Plot standardised indices

Description

Plot a time series or histogram of standardised indices.

Usage

plot_sei(
  x,
  type = c("ts", "hist", "bar"),
  title = NULL,
  lab = "Std. Index",
  xlims = NULL,
  ylims = NULL,
  n_bins = 30
)

Arguments

x

vector or xts object containing the indices to be plotted.

type

type of plot (either time series "ts", histogram "hist", or barplot "bar").

title

optional title of the plot.

lab

axis label.

xlims, ylims

lower and upper limits of the axes.

n_bins

the number of bins to show in the histogram.

Details

The plot_sei() function can be used to plot either a time series (if type = "ts") or a histogram (if type = "hist" or type = "bar") of the values in x.

A time series can only be displayed if x is an xts time series.

The argument lab is a string containing the label of the x-axis if type = "hist" or type = "bar" and the y-axis if type = "ts".

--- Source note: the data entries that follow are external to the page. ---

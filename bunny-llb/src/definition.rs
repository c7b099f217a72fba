use crate::error::LlbResult;
use crate::op::{Op, Source};
use crate::platform::Platform;
use crate::reference::normalize_image_reference;
use crate::state::{State, Vertex};
use bunny_graph::{DAG, NodeId};
use serde::Serialize;
use sha2::{Digest, Sha256};
use std::collections::HashMap;
use std::sync::Arc;
use tracing::debug;

/// Reference to one output of another operation.
#[derive(Debug, Clone, PartialEq, Eq, Hash, Serialize)]
pub struct InputRef {
    pub digest: String,
    pub index: usize,
}

/// A marshalled operation. `None` inputs read the empty filesystem.
#[derive(Debug, Clone, PartialEq, Eq, Hash, Serialize)]
pub struct OpNode {
    pub digest: String,
    pub op: Op,
    pub inputs: Vec<Option<InputRef>>,
}

/// Content-addressed operation graph reachable from one state.
///
/// Each node's digest covers its operation and the digests of its inputs,
/// so equal sub-graphs share a node.
#[derive(Debug, Clone)]
pub struct Definition {
    graph: DAG<OpNode, usize>,
    by_digest: HashMap<String, NodeId>,
    /// Topological order of `graph`
    order: Vec<NodeId>,
    root: Option<InputRef>,
    platform: Platform,
}

#[derive(Serialize)]
struct DigestInput<'a> {
    op: &'a Op,
    inputs: &'a [Option<InputRef>],
}

#[derive(Serialize)]
struct DefinitionDocument<'a> {
    platform: &'a Platform,
    root: Option<&'a InputRef>,
    ops: Vec<&'a OpNode>,
}

impl Definition {
    /// Marshal every operation reachable from `state`.
    ///
    /// Image sources without an explicit platform are pinned to `platform`,
    /// and every image reference is normalized.
    ///
    /// # Errors
    ///
    /// Fails on malformed image references.
    pub fn marshal(state: &State, platform: &Platform) -> LlbResult<Self> {
        let mut definition = Self {
            graph: DAG::new(),
            by_digest: HashMap::new(),
            order: Vec::new(),
            root: None,
            platform: platform.clone(),
        };
        let mut visited = HashMap::new();

        if let Some(output) = state.output() {
            let node = definition.visit(&output.vertex, &mut visited)?;
            definition.root = Some(InputRef {
                digest: definition.graph.node(node)?.digest.clone(),
                index: output.index,
            });
        }
        definition.order = definition.graph.topological_sort()?;

        debug!(
            ops = definition.graph.node_count(),
            edges = definition.graph.edge_count(),
            "Marshalled definition"
        );
        Ok(definition)
    }

    fn visit(
        &mut self,
        vertex: &Arc<Vertex>,
        visited: &mut HashMap<*const Vertex, NodeId>,
    ) -> LlbResult<NodeId> {
        if let Some(&node) = visited.get(&Arc::as_ptr(vertex)) {
            return Ok(node);
        }

        let mut inputs = Vec::with_capacity(vertex.inputs.len());
        let mut upstream = Vec::new();
        for (position, input) in vertex.inputs.iter().enumerate() {
            match input {
                Some(output) => {
                    let node = self.visit(&output.vertex, visited)?;
                    upstream.push((node, position));
                    inputs.push(Some(InputRef {
                        digest: self.graph.node(node)?.digest.clone(),
                        index: output.index,
                    }));
                }
                None => inputs.push(None),
            }
        }

        let op = self.normalize(&vertex.op)?;
        let digest = digest_of(&op, &inputs)?;

        let node = match self.by_digest.get(&digest) {
            Some(&existing) => existing,
            None => {
                let node = self.graph.add_node(OpNode {
                    digest: digest.clone(),
                    op,
                    inputs,
                });
                for (from, position) in upstream {
                    self.graph.add_edge(from, node, position)?;
                }
                let _ = self.by_digest.insert(digest, node);
                node
            }
        };

        let _ = visited.insert(Arc::as_ptr(vertex), node);
        Ok(node)
    }

    fn normalize(&self, op: &Op) -> LlbResult<Op> {
        match op {
            Op::Source {
                source: Source::Image {
                    reference,
                    platform,
                },
                custom_name,
            } => Ok(Op::Source {
                source: Source::Image {
                    reference: normalize_image_reference(reference)?,
                    platform: Some(platform.clone().unwrap_or_else(|| self.platform.clone())),
                },
                custom_name: custom_name.clone(),
            }),
            other => Ok(other.clone()),
        }
    }

    /// Output the definition evaluates to; `None` for the empty filesystem.
    #[must_use]
    pub fn root(&self) -> Option<&InputRef> {
        self.root.as_ref()
    }

    /// The operation producing the root output.
    #[must_use]
    pub fn root_op(&self) -> Option<&OpNode> {
        self.root.as_ref().and_then(|root| self.get(&root.digest))
    }

    #[must_use]
    pub fn platform(&self) -> &Platform {
        &self.platform
    }

    #[must_use]
    pub fn get(&self, digest: &str) -> Option<&OpNode> {
        self.by_digest
            .get(digest)
            .and_then(|&node| self.graph.node(node).ok())
    }

    /// Operations in execution order.
    pub fn ops(&self) -> impl Iterator<Item = &OpNode> {
        self.order
            .iter()
            .filter_map(|&node| self.graph.node(node).ok())
    }

    /// Every source the definition reads, in execution order.
    pub fn sources(&self) -> impl Iterator<Item = &Source> {
        self.ops().filter_map(|node| match &node.op {
            Op::Source { source, .. } => Some(source),
            _ => None,
        })
    }

    #[must_use]
    pub fn len(&self) -> usize {
        self.graph.node_count()
    }

    #[must_use]
    pub fn is_empty(&self) -> bool {
        self.graph.node_count() == 0
    }

    #[must_use]
    pub fn edge_count(&self) -> usize {
        self.graph.edge_count()
    }

    #[must_use]
    pub fn graph(&self) -> &DAG<OpNode, usize> {
        &self.graph
    }

    /// Serialize the definition for the execution engine.
    ///
    /// # Errors
    ///
    /// Fails if an operation cannot be serialized.
    pub fn to_json(&self) -> LlbResult<String> {
        let document = DefinitionDocument {
            platform: &self.platform,
            root: self.root.as_ref(),
            ops: self.ops().collect(),
        };
        Ok(serde_json::to_string_pretty(&document)?)
    }
}

fn digest_of(op: &Op, inputs: &[Option<InputRef>]) -> LlbResult<String> {
    let bytes = serde_json::to_vec(&DigestInput { op, inputs })?;
    let mut hasher = Sha256::new();
    hasher.update(&bytes);
    Ok(format!("sha256:{:x}", hasher.finalize()))
}

#[cfg(test)]
mod tests {
    use super::*;
    use crate::op::FileAction;
    use crate::state::MountOptions;

    fn amd64() -> Platform {
        Platform::linux("amd64")
    }

    #[test]
    fn test_scratch_marshals_to_empty_definition() {
        let definition = Definition::marshal(&State::scratch(), &amd64()).unwrap();
        assert!(definition.is_empty());
        assert!(definition.root().is_none());
    }

    #[test]
    fn test_image_reference_is_normalized_and_pinned() {
        let definition =
            Definition::marshal(&State::image("harbor.nbfc.io/foo"), &amd64()).unwrap();
        let sources: Vec<_> = definition.sources().collect();
        assert_eq!(sources.len(), 1);
        assert_eq!(
            sources[0].identifier(),
            "docker-image://harbor.nbfc.io/foo:latest"
        );
        assert_eq!(
            sources[0],
            &Source::Image {
                reference: "harbor.nbfc.io/foo:latest".to_string(),
                platform: Some(amd64()),
            }
        );
    }

    #[test]
    fn test_invalid_reference_fails() {
        assert!(Definition::marshal(&State::image("/foo"), &amd64()).is_err());
    }

    #[test]
    fn test_identical_sources_are_deduplicated() {
        let base = State::image("alpine");
        let state = base.copy(&State::image("alpine"), "/a", "/b");
        let definition = Definition::marshal(&state, &amd64()).unwrap();

        assert_eq!(definition.len(), 2);
        assert_eq!(definition.edge_count(), 2);
        let root = definition.root_op().unwrap();
        assert_eq!(root.inputs[0], root.inputs[1]);
    }

    #[test]
    fn test_marshal_is_idempotent() {
        let build = || {
            let content = State::scratch().copy(&State::local("context"), "a", "b");
            State::image("tools")
                .mkdir("/tmp", 0o755)
                .dir("/workdir")
                .run(["sh", "-c", "ls"])
                .mount("/workdir", &content, MountOptions {
                    readonly: true,
                    selector: None,
                })
                .build()
                .root()
        };

        let first = Definition::marshal(&build(), &amd64()).unwrap();
        let second = Definition::marshal(&build(), &amd64()).unwrap();

        assert_eq!(first.len(), second.len());
        assert_eq!(first.graph().edges(), second.graph().edges());
        assert_eq!(first.root(), second.root());
        assert_eq!(first.to_json().unwrap(), second.to_json().unwrap());
    }

    #[test]
    fn test_ops_are_in_execution_order() {
        let state = State::scratch()
            .mkdir("/.boot", 0o755)
            .copy(&State::local("context"), "kernel", "/.boot/kernel");
        let definition = Definition::marshal(&state, &amd64()).unwrap();

        let ops: Vec<_> = definition.ops().collect();
        assert_eq!(ops.len(), 3);
        assert!(matches!(ops[0].op, Op::File(FileAction::Mkdir { .. })));
        assert!(matches!(ops[1].op, Op::Source { .. }));
        assert!(matches!(ops[2].op, Op::File(FileAction::Copy { .. })));
        assert_eq!(ops[0].inputs, vec![None]);
        assert_eq!(definition.root().unwrap().digest, ops[2].digest);
    }
}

The options type = "hist" and type = "bar" both display histograms of the data x. With type = "hist", plot_sei() is essentially a wrapper of geom_histogram(), while type = "bar" is a wrapper of geom_bar(). The latter can provide more flexibility when plotting bounded data, whereas the former is easier to use when superimposing densities on top.

Value

A ggplot object displaying the standardised index values.

Author(s)

Sam Allen, Noelia Otero

Examples

data(data_supply)
# consider hourly German energy supply data in 2019
supply_de <- subset(data_supply, country == "Germany", select = c("date", "PWS"))
supply_de <- xts::xts(supply_de$PWS, order.by = supply_de$date)
supply_de_std <- std_index(supply_de, timescale = "hours")

plot_sei(supply_de, title = "German renewable energy production in 2019")
plot_sei(supply_de_std, title = "German SREPI in 2019")

plot_sei(supply_de, type = "hist", title = "German renewable energy production in 2019")
plot_sei(supply_de_std, type = "hist", title = "German SREPI in 2019")

# type = "hist" and type = "bar both output a histogram of the index values
# type = "hist" can be useful to superimpose densities on top of the histogram
z <- seq(-3.5, 3.5, length.out = length(supply_de_std))
plot_sei(supply_de_std, type = "hist", title = "German SREPI in 2019") +
 ggplot2::geom_line(ggplot2::aes(x = z, y = dnorm(z)), col = "blue")

# type = "bar" can be useful when the index values are bounded
supply_de_std <- std_index(supply_de, timescale = "hours", index_type = "prob11")
plot_sei(supply_de_std, type = "hist", xlims = c(-1, 1), title = 'type = "hist"')
plot_sei(supply_de_std, type = "bar", xlims = c(-1, 1), title = 'type = "bar"')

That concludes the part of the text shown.